[Opening Listed records section]
use serde::{Deserialize, Serialize};
use std::fmt;
use std::str::FromStr;

/// Task complexity; only `Low` tasks contribute to a project's buffer.
#[derive(Debug, Clone, Copy, PartialEq, Eq, Hash, Default, Serialize, Deserialize)]
#[serde(rename_all = "snake_case")]
pub enum Complexity {
    Low,
    #[default]
    Medium,
    High,
}

impl Complexity {
    pub fn as_str(&self) -> &'static str {
        match self {
            Complexity::Low => "low",
            Complexity::Medium => "medium",
            Complexity::High => "high",
        }
    }
}

impl fmt::Display for Complexity {
    fn fmt(&self, f: &mut fmt::Formatter<'_>) -> fmt::Result {
        f.write_str(self.as_str())
    }
}

impl FromStr for Complexity {
    type Err = String;

    fn from_str(s: &str) -> Result<Self, Self::Err> {
        match s.trim().to_ascii_lowercase().as_str() {
            "low" => Ok(Complexity::Low),
            "medium" | "" => Ok(Complexity::Medium),
            "high" => Ok(Complexity::High),
            other => Err(format!("unknown complexity '{other}'")),
        }
    }
}

/// Observational health flag. Never read by the scheduler.
#[derive(Debug, Clone, Copy, PartialEq, Eq, Hash, Default, Serialize, Deserialize)]
#[serde(rename_all = "snake_case")]
pub enum Health {
    #[default]
    OnTrack,
    AtRisk,
    Blocked,
}

impl Health {
    pub fn as_str(&self) -> &'static str {
        match self {
            Health::OnTrack => "on_track",
            Health::AtRisk => "at_risk",
            Health::Blocked => "blocked",
        }
    }
}

impl FromStr for Health {
    type Err = String;

    fn from_str(s: &str) -> Result<Self, Self::Err> {
        match s.trim().to_ascii_lowercase().as_str() {
            "on_track" | "" => Ok(Health::OnTrack),
            "at_risk" => Ok(Health::AtRisk),
            "blocked" => Ok(Health::Blocked),
            other => Err(format!("unknown health '{other}'")),
        }
    }
}

pub const PRIORITY_HIGH: i32 = 1;
pub const PRIORITY_MEDIUM: i32 = 2;
pub const PRIORITY_LOW: i32 = 3;

fn default_priority() -> i32 {
    PRIORITY_HIGH
}

#[derive(Debug, Clone, PartialEq, Serialize, Deserialize)]
pub struct Task {
    pub id: String,
    pub name: String,
    /// Estimated effort in whole working hours.
    pub duration_hours: u32,
    /// Ids of tasks that must finish before this one starts.
    #[serde(default)]
    pub dependencies: Vec<String>,
    #[serde(default, skip_serializing_if = "Option::is_none")]
    pub assigned_to: Option<String>,
    /// Lower value = higher priority.
    #[serde(default = "default_priority")]
    pub priority: i32,
    #[serde(default)]
    pub project_id: String,
    #[serde(default)]
    pub complexity: Complexity,
    #[serde(default, skip_serializing_if = "Option::is_none")]
    pub required_skillset: Option<String>,
    #[serde(default)]
    pub health: Health,
    #[serde(default, skip_serializing_if = "Option::is_none")]
    pub status_note: Option<String>,
}

impl Task {
    pub fn new(id: impl Into<String>, name: impl Into<String>, duration_hours: u32) -> Self {
        Self {
            id: id.into(),
            name: name.into(),
            duration_hours,
            dependencies: Vec::new(),
            assigned_to: None,
            priority: PRIORITY_HIGH,
            project_id: String::new(),
            complexity: Complexity::default(),
            required_skillset: None,
            health: Health::default(),
            status_note: None,
        }
    }

    pub fn depends_on<I, S>(mut self, ids: I) -> Self
    where
        I: IntoIterator<Item = S>,
        S: Into<String>,
    {
        self.dependencies.extend(ids.into_iter().map(Into::into));
        self
    }

    pub fn assigned(mut self, resource_id: impl Into<String>) -> Self {
        self.assigned_to = Some(resource_id.into());
        self
    }

    pub fn in_project(mut self, project_id: impl Into<String>) -> Self {
        self.project_id = project_id.into();
        self
    }

    pub fn with_complexity(mut self, complexity: Complexity) -> Self {
        self.complexity = complexity;
        self
    }

    pub fn with_priority(mut self, priority: i32) -> Self {
        self.priority = priority;
        self
    }

    pub fn is_low_complexity(&self) -> bool {
        self.complexity == Complexity::Low
    }
}

#[cfg(test)]
mod tests {
    use super::*;

    #[test]
    fn builder_sets_fields() {
        let task = Task::new("T2", "Build API", 16)
            .depends_on(["T1"])
            .assigned("R1")
            .in_project("P1")
            .with_complexity(Complexity::Low)
            .with_priority(PRIORITY_LOW);
        assert_eq!(task.dependencies, vec!["T1".to_string()]);
        assert_eq!(task.assigned_to.as_deref(), Some("R1"));
        assert_eq!(task.project_id, "P1");
        assert!(task.is_low_complexity());
        assert_eq!(task.priority, 3);
    }

    #[test]
    fn deserialize_applies_defaults() {
        let json = r#"{"id":"T1","name":"Kickoff","duration_hours":4}"#;
        let task: Task = serde_json::from_str(json).unwrap();
        assert_eq!(task.priority, PRIORITY_HIGH);
        assert_eq!(task.complexity, Complexity::Medium);
        assert_eq!(task.health, Health::OnTrack);
        assert!(task.dependencies.is_empty());
    }

    #[test]
    fn complexity_parses_case_insensitively() {
        assert_eq!("LOW".parse::<Complexity>().unwrap(), Complexity::Low);
        assert!("extreme".parse::<Complexity>().is_err());
    }
}
use super::{PersistenceError, PersistenceResult, ScheduleStore};
use crate::state::PlanState;
use chrono::NaiveDate;
use rusqlite::{Connection, OptionalExtension, Transaction, params};
use serde::Serialize;
use serde::de::DeserializeOwned;
use std::path::Path;
use std::sync::{Mutex, MutexGuard};
use tracing::debug;

const DATE_FORMAT: &str = "%Y-%m-%d";

/// `PlanState` in a SQLite file: one metadata row plus one JSON row per
/// record, keyed by collection and position so load order matches save order.
pub struct SqliteScheduleStore {
    connection: Mutex<Connection>,
}

impl SqliteScheduleStore {
    pub fn new<P: AsRef<Path>>(path: P) -> PersistenceResult<Self> {
        Self::from_connection(Connection::open(path)?)
    }

    pub fn in_memory() -> PersistenceResult<Self> {
        Self::from_connection(Connection::open_in_memory()?)
    }

    fn from_connection(connection: Connection) -> PersistenceResult<Self> {
        Self::initialize_schema(&connection)?;
        Ok(Self {
            connection: Mutex::new(connection),
        })
    }

    fn initialize_schema(connection: &Connection) -> PersistenceResult<()> {
        let ddl = r#"
            CREATE TABLE IF NOT EXISTS plan_metadata (
                id INTEGER PRIMARY KEY CHECK (id = 1),
                start_date TEXT
            );
            CREATE TABLE IF NOT EXISTS plan_records (
                collection TEXT NOT NULL,
                position INTEGER NOT NULL,
                record_id TEXT NOT NULL,
                record_json TEXT NOT NULL,
                PRIMARY KEY (collection, position)
            );
        "#;
        connection.execute_batch(ddl)?;
        Ok(())
    }

    fn lock(&self) -> PersistenceResult<MutexGuard<'_, Connection>> {
        self.connection
            .lock()
            .map_err(|_| PersistenceError::InvalidData("sqlite connection lock poisoned".into()))
    }

    fn save_collection<T: Serialize>(
        tx: &Transaction,
        collection: &str,
        records: &[T],
        id_of: impl Fn(&T) -> &str,
    ) -> PersistenceResult<()> {
        let mut stmt = tx.prepare(
            "INSERT INTO plan_records (collection, position, record_id, record_json) VALUES (?1, ?2, ?3, ?4)",
        )?;
        for (position, record) in records.iter().enumerate() {
            let json = serde_json::to_string(record)?;
            stmt.execute(params![collection, position as i64, id_of(record), json])?;
        }
        Ok(())
    }

    fn load_collection<T: DeserializeOwned>(conn: &Connection, collection: &str) -> PersistenceResult<Vec<T>> {
        let mut stmt =
            conn.prepare("SELECT record_json FROM plan_records WHERE collection = ?1 ORDER BY position ASC")?;
        let rows = stmt.query_map(params![collection], |row| row.get::<_, String>(0))?;
        let mut records = Vec::new();
        for json in rows {
            records.push(serde_json::from_str(&json?)?);
        }
        Ok(records)
    }
}

impl ScheduleStore for SqliteScheduleStore {
    fn save_state(&self, state: &PlanState) -> PersistenceResult<()> {
        super::validate_state(state)?;
        let mut conn = self.lock()?;
        let tx = conn.transaction()?;
        tx.execute("DELETE FROM plan_metadata", [])?;
        tx.execute(
            "INSERT INTO plan_metadata (id, start_date) VALUES (1, ?1)",
            params![state.start_date.map(|d| d.format(DATE_FORMAT).to_string())],
        )?;
        tx.execute("DELETE FROM plan_records", [])?;
        Self::save_collection(&tx, "project", &state.projects, |p| p.id.as_str())?;
        Self::save_collection(&tx, "task", &state.tasks, |t| t.id.as_str())?;
        Self::save_collection(&tx, "resource", &state.resources, |r| r.id.as_str())?;
        Self::save_collection(&tx, "schedule", &state.schedule, |s| s.task_id.as_str())?;
        Self::save_collection(&tx, "leave", &state.leaves, |l| l.id.as_str())?;
        Self::save_collection(&tx, "reduced_capacity", &state.reduced_capacities, |c| c.id.as_str())?;
        tx.commit()?;
        debug!(tasks = state.tasks.len(), "plan state saved to sqlite");
        Ok(())
    }

    fn load_state(&self) -> PersistenceResult<Option<PlanState>> {
        let conn = self.lock()?;

        let mut stmt = conn.prepare("SELECT start_date FROM plan_metadata WHERE id = 1")?;
        let metadata: Option<Option<String>> = stmt.query_row([], |row| row.get(0)).optional()?;
        let Some(start_date) = metadata else {
            return Ok(None);
        };
        let start_date = start_date
            .map(|raw| {
                NaiveDate::parse_from_str(&raw, DATE_FORMAT)
                    .map_err(|e| PersistenceError::InvalidData(format!("invalid start date '{raw}': {e}")))
            })
            .transpose()?;

        let state = PlanState {
            projects: Self::load_collection(&conn, "project")?,
            tasks: Self::load_collection(&conn, "task")?,
            resources: Self::load_collection(&conn, "resource")?,
            schedule: Self::load_collection(&conn, "schedule")?,
            leaves: Self::load_collection(&conn, "leave")?,
            reduced_capacities: Self::load_collection(&conn, "reduced_capacity")?,
            start_date,
        };
        super::validate_state(&state)?;
        Ok(Some(state))
    }
}

#[cfg(test)]
mod tests {
    use super::*;
    use crate::leave::Leave;
    use crate::resource::Resource;
    use crate::task::Task;

    fn d(y: i32, m: u32, day: u32) -> NaiveDate {
        NaiveDate::from_ymd_opt(y, m, day).unwrap()
    }

    #[test]
    fn empty_store_loads_nothing() {
        let store = SqliteScheduleStore::in_memory().unwrap();
        assert!(store.load_state().unwrap().is_none());
    }

    #[test]
    fn save_replaces_previous_state() {
        let dir = tempfile::tempdir().unwrap();
        let store = SqliteScheduleStore::new(dir.path().join("plan.db")).unwrap();

        let mut state = PlanState {
            start_date: Some(d(2024, 1, 1)),
            ..PlanState::default()
        };
        state.resources.push(Resource::new("R1", "Alice", "Dev"));
        state.tasks.push(Task::new("T1", "Design", 8).assigned("R1"));
        state.tasks.push(Task::new("T2", "Build", 16).depends_on(["T1"]));
        state.leaves.push(Leave::new("L1", "R1", d(2024, 1, 2), d(2024, 1, 3)));
        store.save_state(&state).unwrap();

        state.tasks.remove(1);
        store.save_state(&state).unwrap();

        let loaded = store.load_state().unwrap().unwrap();
        assert_eq!(loaded, state);
        assert_eq!(loaded.tasks.len(), 1);
    }

    #[test]
    fn invalid_state_is_not_written() {
        let store = SqliteScheduleStore::in_memory().unwrap();
        let mut state = PlanState::default();
        state.tasks.push(Task::new("T1", "Ghost", 4).depends_on(["T9"]));
        assert!(matches!(store.save_state(&state), Err(PersistenceError::Validation(_))));
        assert!(store.load_state().unwrap().is_none());
    }
}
[Closing Listed records section]
The lines from the beginning of the records through the line containing "impl fmt::Display for" should be reproduced exactly. Include nothing else.

**Task solution:**
use serde::{Deserialize, Serialize};
use std::fmt;
use std::str::FromStr;

/// Task complexity; only `Low` tasks contribute to a project's buffer.
#[derive(Debug, Clone, Copy, PartialEq, Eq, Hash, Default, Serialize, Deserialize)]
#[serde(rename_all = "snake_case")]
pub enum Complexity {
    Low,
    #[default]
    Medium,
    High,
}

impl Complexity {
    pub fn as_str(&self) -> &'static str {
        match self {
            Complexity::Low => "low",
            Complexity::Medium => "medium",
            Complexity::High => "high",
        }
    }
}

impl fmt::Display for Complexity {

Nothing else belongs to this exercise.